- _EXERCISE DESCRIPTION_:
Each line with the word "LlmModelConfig" must appear in the answer, copied from the records.

Stored data entries:
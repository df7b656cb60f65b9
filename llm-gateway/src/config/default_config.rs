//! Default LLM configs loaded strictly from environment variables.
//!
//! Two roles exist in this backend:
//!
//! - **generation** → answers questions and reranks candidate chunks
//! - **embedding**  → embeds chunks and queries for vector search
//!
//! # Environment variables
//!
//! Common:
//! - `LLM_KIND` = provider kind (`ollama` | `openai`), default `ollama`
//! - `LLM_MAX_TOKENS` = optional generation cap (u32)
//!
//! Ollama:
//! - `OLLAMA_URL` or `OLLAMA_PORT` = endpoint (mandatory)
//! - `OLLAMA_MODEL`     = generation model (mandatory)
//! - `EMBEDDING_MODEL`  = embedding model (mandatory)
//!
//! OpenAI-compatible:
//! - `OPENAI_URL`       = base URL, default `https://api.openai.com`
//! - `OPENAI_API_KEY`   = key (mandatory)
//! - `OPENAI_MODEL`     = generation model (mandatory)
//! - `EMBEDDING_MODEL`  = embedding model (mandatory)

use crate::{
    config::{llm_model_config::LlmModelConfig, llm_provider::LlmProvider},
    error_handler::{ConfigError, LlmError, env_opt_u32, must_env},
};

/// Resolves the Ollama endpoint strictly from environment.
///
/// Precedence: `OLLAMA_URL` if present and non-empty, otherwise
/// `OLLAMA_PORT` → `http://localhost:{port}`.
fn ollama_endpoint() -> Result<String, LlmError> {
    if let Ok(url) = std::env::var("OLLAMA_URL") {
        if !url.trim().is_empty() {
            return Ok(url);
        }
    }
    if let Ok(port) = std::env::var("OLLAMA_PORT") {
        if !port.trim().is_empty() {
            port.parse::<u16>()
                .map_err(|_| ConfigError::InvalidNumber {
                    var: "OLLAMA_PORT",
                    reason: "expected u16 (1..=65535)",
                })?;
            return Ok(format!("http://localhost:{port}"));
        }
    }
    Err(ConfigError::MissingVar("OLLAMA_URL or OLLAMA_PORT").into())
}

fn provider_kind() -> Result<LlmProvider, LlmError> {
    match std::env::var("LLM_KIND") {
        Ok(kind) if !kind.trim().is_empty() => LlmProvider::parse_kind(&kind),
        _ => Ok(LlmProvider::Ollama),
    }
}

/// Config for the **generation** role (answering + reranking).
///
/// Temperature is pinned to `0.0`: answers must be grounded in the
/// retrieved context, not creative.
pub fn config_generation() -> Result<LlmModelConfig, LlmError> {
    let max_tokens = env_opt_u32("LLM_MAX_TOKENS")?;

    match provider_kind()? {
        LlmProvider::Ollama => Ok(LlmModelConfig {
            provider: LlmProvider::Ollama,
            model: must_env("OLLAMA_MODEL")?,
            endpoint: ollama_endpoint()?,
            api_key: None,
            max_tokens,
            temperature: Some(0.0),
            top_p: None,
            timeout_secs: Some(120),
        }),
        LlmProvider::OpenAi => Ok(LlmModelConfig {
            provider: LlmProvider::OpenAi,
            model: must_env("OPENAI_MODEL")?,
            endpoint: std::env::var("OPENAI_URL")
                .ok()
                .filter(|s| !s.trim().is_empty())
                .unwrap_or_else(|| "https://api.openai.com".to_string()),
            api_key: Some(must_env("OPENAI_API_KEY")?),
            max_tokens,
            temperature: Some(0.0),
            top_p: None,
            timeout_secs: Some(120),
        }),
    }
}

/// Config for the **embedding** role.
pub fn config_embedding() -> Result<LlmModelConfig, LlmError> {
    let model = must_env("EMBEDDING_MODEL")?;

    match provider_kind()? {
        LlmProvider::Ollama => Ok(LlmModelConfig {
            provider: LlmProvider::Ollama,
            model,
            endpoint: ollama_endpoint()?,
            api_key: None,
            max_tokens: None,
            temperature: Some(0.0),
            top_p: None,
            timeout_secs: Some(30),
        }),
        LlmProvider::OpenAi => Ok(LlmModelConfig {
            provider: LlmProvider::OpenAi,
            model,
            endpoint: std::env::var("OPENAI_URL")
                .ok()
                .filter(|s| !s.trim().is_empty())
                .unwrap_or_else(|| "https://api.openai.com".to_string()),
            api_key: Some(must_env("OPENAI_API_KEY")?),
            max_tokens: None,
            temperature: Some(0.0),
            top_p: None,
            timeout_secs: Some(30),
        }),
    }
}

- _SOLVED EXERCISE_:
    config::{llm_model_config::LlmModelConfig, llm_provider::LlmProvider},
pub fn config_generation() -> Result<LlmModelConfig, LlmError> {
        LlmProvider::Ollama => Ok(LlmModelConfig {
        LlmProvider::OpenAi => Ok(LlmModelConfig {
pub fn config_embedding() -> Result<LlmModelConfig, LlmError> {
        LlmProvider::Ollama => Ok(LlmModelConfig {
        LlmProvider::OpenAi => Ok(LlmModelConfig {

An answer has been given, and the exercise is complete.